Music. Hans Zimmer composed the score and I loved it! Full of anxiety, joy, tension, and sorrow, the music is a great counterpoint to the movie.
Moments. There are several moments in the film of absolute brilliance. The X-Men stories are uniquely relatable because they are set in the real world and in real history. The mutants themselves are symbolic of an oppressed, victimized race and can be substituted for many real situations: Jews in the holocaust, immigrants, slavery, women in society, homosexuality, etc. When the X-Men movies are great, they are dealing with these realities. “Dark Phoenix” has a few of these moments.
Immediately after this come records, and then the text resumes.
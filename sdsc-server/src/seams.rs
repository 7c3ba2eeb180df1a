//! External-collaborator seams named in §6 but out of functional scope
//! (§1): object-storage artifact upload, rsync'd filesystem distribution to
//! storage nodes, and the AMQP-backed production metric bus. Handlers call
//! through these traits so the seam exists even though only an in-process
//! / no-op adapter ships here.

// Layer 1: Standard library imports
// (none)

// Layer 2: Third-party crate imports
use async_trait::async_trait;

// Layer 3: Internal module imports
// (none)

/// Uploads/deletes filter artifacts to the `storlet` container under the
/// tenant account (§6). Out of scope functionally; the no-op adapter below
/// lets upload handlers compile and log rather than silently no-op.
#[async_trait]
pub trait ArtifactStore: Send + Sync {
    async fn put(&self, container: &str, name: &str, bytes: &[u8]) -> Result<(), String>;
    async fn delete(&self, container: &str, name: &str) -> Result<(), String>;
}

/// Synchronizes metric modules and controller binaries to every storage
/// node (§6). Out of scope functionally.
#[async_trait]
pub trait NodeSync: Send + Sync {
    async fn sync_to_all(&self, path: &str) -> Result<(), String>;
}

/// No-op adapters used until a real object-storage / rsync backend is
/// wired in; both log at the call site via `tracing` rather than failing
/// the request, since §1 marks this functionality out of scope.
#[derive(Debug, Default, Clone, Copy)]
pub struct NoopArtifactStore;

#[async_trait]
impl ArtifactStore for NoopArtifactStore {
    async fn put(&self, container: &str, name: &str, bytes: &[u8]) -> Result<(), String> {
        tracing::debug!(container, name, bytes = bytes.len(), "artifact upload skipped (out of scope)");
        Ok(())
    }

    async fn delete(&self, container: &str, name: &str) -> Result<(), String> {
        tracing::debug!(container, name, "artifact delete skipped (out of scope)");
        Ok(())
    }
}

#[derive(Debug, Default, Clone, Copy)]
pub struct NoopNodeSync;

#[async_trait]
impl NodeSync for NoopNodeSync {
    async fn sync_to_all(&self, path: &str) -> Result<(), String> {
        tracing::debug!(path, "node sync skipped (out of scope)");
        Ok(())
    }
}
Acting. Kudos to James McAvoy and Michael Fassbender who chew up each scene in glorious drama. McAvoy seems to have snuck in some of his “Split” personalities into Charles Xavier and it works so well to show Charles falling into the temptation of fame and glory. Nicholas Hoult turns in the first performance I have truly enjoyed for the character of Beast.
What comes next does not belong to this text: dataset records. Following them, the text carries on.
//! Reference grammar:
//!
//! `FOR TENANT:<id>[:<container>] [WHEN <condition>] DO SET|DELETE <filter> [params...] [TRANSIENT]`
//!
//! Grounded in the original controller's
//! `condition_re = re.compile(r'.* (WHEN .*) DO .*', re.M | re.I)`: the
//! condition is whatever sits between `WHEN` and `DO`, and the literal
//! `TRANSIENT` token marks a fire-once dynamic rule.

// Layer 1: Standard library imports
// (none)

// Layer 2: Third-party crate imports
use regex::Regex;

// Layer 3: Internal module imports
use super::{Action, DslParser, ParsedRule, TargetAction};
use crate::error::DslError;

const TRANSIENT_TOKEN: &str = "TRANSIENT";

/// Reference [`DslParser`] implementation.
pub struct SimpleDslParser {
    condition_re: Regex,
    target_re: Regex,
    action_re: Regex,
}

impl Default for SimpleDslParser {
    fn default() -> Self {
        Self::new()
    }
}

impl SimpleDslParser {
    pub fn new() -> Self {
        Self {
            // matches the `WHEN <condition>` span immediately before ` DO `
            condition_re: Regex::new(r"(?i)\s(WHEN\s.+?)\s+DO\s").expect("valid regex"),
            target_re: Regex::new(r"(?i)FOR\s+TENANT:([A-Za-z0-9_]+)(?::([A-Za-z0-9_]+))?")
                .expect("valid regex"),
            action_re: Regex::new(r"(?i)DO\s+(SET|DELETE)\s+([A-Za-z0-9_.]+)(.*)$")
                .expect("valid regex"),
        }
    }
}

impl DslParser for SimpleDslParser {
    fn parse(&self, rule_text: &str) -> Result<ParsedRule, DslError> {
        let trimmed = rule_text.trim();
        if trimmed.is_empty() {
            return Err(DslError::ParseError("empty rule".to_string()));
        }

        let target_caps = self
            .target_re
            .captures(trimmed)
            .ok_or_else(|| DslError::ParseError(format!("missing FOR TENANT clause: {trimmed}")))?;
        let tenant_id = target_caps[1].to_string();
        let container = target_caps.get(2).map(|m| m.as_str().to_string());

        let condition_text = self
            .condition_re
            .captures(&format!(" {trimmed} "))
            .map(|c| c[1].trim().to_string())
            .unwrap_or_default();

        let action_caps = self
            .action_re
            .captures(trimmed)
            .ok_or_else(|| DslError::ParseError(format!("missing DO clause: {trimmed}")))?;
        let verb = action_caps[1].to_uppercase();
        let filter_name = action_caps[2].to_string();
        let rest = action_caps[3].to_string();

        let transient = rest.to_uppercase().contains(TRANSIENT_TOKEN);
        let params: Vec<String> = rest
            .split_whitespace()
            .filter(|tok| !tok.eq_ignore_ascii_case(TRANSIENT_TOKEN))
            .map(|s| s.to_string())
            .collect();

        let action = match verb.as_str() {
            "SET" => Action::Set {
                filter_name,
                params,
            },
            "DELETE" => Action::Delete { filter_name },
            other => {
                return Err(DslError::ParseError(format!(
                    "unsupported action verb: {other}"
                )))
            }
        };

        let target = TargetAction {
            tenant_id,
            container,
            action,
            object_type: None,
            object_size: None,
            execution_server: None,
        };

        Ok(ParsedRule {
            original_text: trimmed.to_string(),
            condition_text,
            targets: vec![target],
            transient,
        })
    }
}

#[cfg(test)]
mod tests {
    use super::*;

    #[test]
    fn parses_static_set_rule() {
        let parser = SimpleDslParser::new();
        let rule = parser.parse("FOR TENANT:abc DO SET compression").unwrap();
        assert!(!rule.is_dynamic());
        assert_eq!(rule.targets.len(), 1);
        assert_eq!(rule.targets[0].tenant_id, "abc");
        assert_eq!(
            rule.targets[0].action,
            Action::Set {
                filter_name: "compression".to_string(),
                params: vec![],
            }
        );
    }

    #[test]
    fn parses_dynamic_transient_rule() {
        let parser = SimpleDslParser::new();
        let rule = parser
            .parse("FOR TENANT:abc WHEN metric.cpu > 80 DO SET compression TRANSIENT")
            .unwrap();
        assert!(rule.is_dynamic());
        assert!(rule.transient);
        assert_eq!(rule.condition_text, "WHEN metric.cpu > 80");
    }

    #[test]
    fn parses_container_scoped_target() {
        let parser = SimpleDslParser::new();
        let rule = parser
            .parse("FOR TENANT:abc:videos DO SET compression")
            .unwrap();
        assert_eq!(rule.targets[0].container, Some("videos".to_string()));
    }

    #[test]
    fn rejects_malformed_rule() {
        let parser = SimpleDslParser::new();
        assert!(parser.parse("this is not a rule").is_err());
    }

    #[test]
    fn rejects_empty_rule() {
        let parser = SimpleDslParser::new();
        assert!(parser.parse("   ").is_err());
    }
}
Everything else. From editing, to visual effects, to the scriptwriting, to the phoned-in acting of Jennifer Lawrence, to continuity, this film is a stinker. The dripping-cheese dialogue is gag-inducing and the lack of continuity not just of the Brian Singer films (“X-Men,” “X2,” “X-Men: The Last Stand”), but also all the “First Class” movies of the current series. I think the producers had a specific story they wanted to tell over the course of multiple movies and instead of dropping that idea when limited to one final movie, they just crammed it all in to this film. All that you read about problems with the final season of Game of Thrones you could apply to this film. Thankfully, it is only two hours long.
Back to the Good
There are some decent lessons in this movie. Charles hides the truth from Jean to protect her from pain; something parents want to do with their children every day. However, this leads to disaster once Jean does find out. His motivation to hide the truth is not very clear and more importantly, not necessary. Jean already had an inkling that she had special abilities and deep down probably understood that it was no ordinary car accident that killed her mom. It would have been far better to help her understand that truth instead of burying it deep inside. Later, like Satan whispering to Eve, Jean hears the lie that she could become God. There is no proof that what Vuk told her is true, but it entices her all the same.
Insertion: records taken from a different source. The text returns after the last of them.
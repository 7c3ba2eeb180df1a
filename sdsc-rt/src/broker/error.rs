//! Comprehensive broker error types with context.
//!
//! This module defines all error types that can occur during message broker operations,
//! including routing failures, timeout errors, and registry management errors.

// Layer 1: Standard library imports
use std::time::Duration;

// Layer 2: Third-party crate imports
use thiserror::Error;

// Layer 3: Internal module imports
use crate::util::ActorAddress;

/// Comprehensive broker error types with contextual information.
///
/// BrokerError represents all possible failure modes in the message broker system,
/// from actor registration failures to message delivery timeouts.
///
/// # Design Principles
///
/// - **Contextual**: Each error variant includes relevant context for debugging
/// - **Structured**: Uses thiserror for automatic Error trait implementation
/// - **Type-Safe**: Strongly typed error variants with no string-only errors
///
/// # Example
///
/// ```rust
/// use sdsc_rt::broker::BrokerError;
/// use sdsc_rt::util::ActorAddress;
/// use std::time::Duration;
///
/// let error = BrokerError::ActorNotFound(ActorAddress::anonymous());
/// assert!(error.to_string().contains("Actor not found"));
///
/// let timeout_error = BrokerError::SendTimeout {
///     target: ActorAddress::anonymous(),
///     timeout: Duration::from_secs(5),
/// };
/// assert!(timeout_error.to_string().contains("Send timeout"));
/// ```
#[derive(Debug, Error)]
pub enum BrokerError {
    /// Actor not found in registry
    ///
    /// This error occurs when attempting to send a message to an actor address
    /// that is not currently registered in the broker's routing table.
    #[error("Actor not found: {0:?}")]
    ActorNotFound(ActorAddress),

    /// Actor mailbox is closed (actor stopped)
    ///
    /// This error occurs when the target actor has stopped and its mailbox
    /// is no longer accepting messages. The mailbox sender has been dropped.
    #[error("Mailbox closed for actor: {0:?}")]
    MailboxClosed(ActorAddress),

    /// Send operation timed out
    ///
    /// This error occurs when a send operation exceeds the configured timeout
    /// duration, typically due to backpressure or mailbox full conditions.
    #[error("Send timeout: target={target:?}, timeout={timeout:?}")]
    SendTimeout {
        /// The target actor address that was unreachable
        target: ActorAddress,
        /// The timeout duration that was exceeded
        timeout: Duration,
    },

    /// Request-reply operation timed out
    ///
    /// This error occurs when a request-reply operation does not receive a
    /// response within the configured timeout duration.
    #[error("Request timeout: target={target:?}, timeout={timeout:?}")]
    RequestTimeout {
        /// The target actor address that did not respond
        target: ActorAddress,
        /// The timeout duration that was exceeded
        timeout: Duration,
    },

    /// Registry operation failed
    ///
    /// This error occurs during actor registration, unregistration, or
    /// address resolution operations in the actor registry.
    #[error("Registry error: {0}")]
    RegistryError(String),

    /// Message routing failed
    ///
    /// This error occurs when the broker cannot route a message due to
    /// configuration issues, invalid addresses, or routing logic failures.
    #[error("Route error: message_type={message_type}, reason={reason}")]
    RouteError {
        /// The type of message that failed to route
        message_type: &'static str,
        /// The reason for the routing failure
        reason: String,
    },

    /// Broker not initialized in actor context
    ///
    /// This error occurs when attempting to use broker functionality from
    /// an ActorContext that has not been properly initialized with a broker.
    #[error("Broker not initialized in actor context")]
    BrokerNotInitialized,

    /// No response received for request
    ///
    /// This error occurs when a request-reply operation completes without
    /// a response, distinct from timeout (the operation completed but no
    /// response was provided).
    #[error("No response received for request")]
    NoResponse,

    /// Actor pool not found
    ///
    /// This error occurs when attempting to route a message to a named actor
    /// pool that does not exist in the registry.
    #[error("Actor pool not found: {0}")]
    PoolNotFound(String),

    /// Actor pool is empty
    ///
    /// This error occurs when attempting to route a message to an actor pool
    /// that exists but has no registered actors.
    #[error("Actor pool is empty: {0}")]
    PoolEmpty(String),

    /// Duplicate actor registration
    ///
    /// This error occurs when attempting to register an actor with an address
    /// that is already registered in the routing table.
    #[error("Duplicate actor registration: {0:?}")]
    DuplicateRegistration(ActorAddress),
}

#[cfg(test)]
mod tests {
    use super::*;
    use crate::util::ActorId;
    use std::error::Error as StdError;

    #[test]
    fn test_actor_not_found_error() {
        let address = ActorAddress::anonymous();
        let error = BrokerError::ActorNotFound(address.clone());

        let error_string = error.to_string();
        assert!(error_string.contains("Actor not found"));
        assert!(error_string.contains(&format!("{address:?}")));
    }

    #[test]
    fn test_mailbox_closed_error() {
        let address = ActorAddress::Named {
            id: ActorId::new(),
            name: "test-actor".to_string(),
        };
        let error = BrokerError::MailboxClosed(address.clone());

        let error_string = error.to_string();
        assert!(error_string.contains("Mailbox closed"));
        assert!(error_string.contains("test-actor"));
    }

    #[test]
    fn test_send_timeout_error() {
        let address = ActorAddress::anonymous();
        let timeout = Duration::from_secs(5);
        let error = BrokerError::SendTimeout {
            target: address.clone(),
            timeout,
        };

        let error_string = error.to_string();
        assert!(error_string.contains("Send timeout"));
        assert!(error_string.contains("5s"));
    }

    #[test]
    fn test_request_timeout_error() {
        let address = ActorAddress::anonymous();
        let timeout = Duration::from_millis(100);
        let error = BrokerError::RequestTimeout {
            target: address.clone(),
            timeout,
        };

        let error_string = error.to_string();
        assert!(error_string.contains("Request timeout"));
        assert!(error_string.contains("100ms"));
    }

    #[test]
    fn test_registry_error() {
        let error = BrokerError::RegistryError("Invalid operation".to_string());

        let error_string = error.to_string();
        assert!(error_string.contains("Registry error"));
        assert!(error_string.contains("Invalid operation"));
    }

    #[test]
    fn test_route_error() {
        let error = BrokerError::RouteError {
            message_type: "test_message",
            reason: "No route available".to_string(),
        };

        let error_string = error.to_string();
        assert!(error_string.contains("Route error"));
        assert!(error_string.contains("test_message"));
        assert!(error_string.contains("No route available"));
    }

    #[test]
    fn test_broker_not_initialized_error() {
        let error = BrokerError::BrokerNotInitialized;

        let error_string = error.to_string();
        assert!(error_string.contains("Broker not initialized"));
    }

    #[test]
    fn test_no_response_error() {
        let error = BrokerError::NoResponse;

        let error_string = error.to_string();
        assert!(error_string.contains("No response"));
    }

    #[test]
    fn test_pool_not_found_error() {
        let error = BrokerError::PoolNotFound("worker-pool".to_string());

        let error_string = error.to_string();
        assert!(error_string.contains("Actor pool not found"));
        assert!(error_string.contains("worker-pool"));
    }

    #[test]
    fn test_pool_empty_error() {
        let error = BrokerError::PoolEmpty("worker-pool".to_string());

        let error_string = error.to_string();
        assert!(error_string.contains("Actor pool is empty"));
        assert!(error_string.contains("worker-pool"));
    }

    #[test]
    fn test_duplicate_registration_error() {
        let address = ActorAddress::Named {
            id: ActorId::new(),
            name: "duplicate".to_string(),
        };
        let error = BrokerError::DuplicateRegistration(address.clone());

        let error_string = error.to_string();
        assert!(error_string.contains("Duplicate actor registration"));
        assert!(error_string.contains("duplicate"));
    }

    #[test]
    fn test_error_is_send_sync() {
        fn assert_send_sync<T: Send + Sync>() {}
        assert_send_sync::<BrokerError>();
    }

    #[test]
    fn test_error_is_std_error() {
        let error = BrokerError::BrokerNotInitialized;
        let _: &dyn StdError = &error;
    }

    #[test]
    fn test_error_debug_impl() {
        let error = BrokerError::ActorNotFound(ActorAddress::anonymous());
        let debug_string = format!("{error:?}");
        assert!(debug_string.contains("ActorNotFound"));
    }
}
This movie has moments of brilliance wrapped up in horrible writing. It is better than “X-Men: Apocalypse” because I never walked out of the theater; although there were times the thought came into my mind. I am a fan of the X-Men stories and my expectations were probably set too high. It may be that the Marvel Cinematic Universe has skewed my idea of a good comic book movie; but I do not think this is a bad thing. I want movies to be as good as they can be in every category. When you have consistent excellence from other movies, you should no longer be okay with mediocre. The film is rated PG-13 for intense sequences of sci-fi violence and action including some gunplay, disturbing images, and brief strong language (one f-word by an unlikely character to utter it). If you want a comic book movie without depth and better than an 80’s television show, you may really enjoy “Dark Phoenix;” 65% of people posting on rottentomatoes.com certainly did. I did not. On a scale of five, my daughter rates it two and a half gifted pens, and I rate it two 1970s airbags.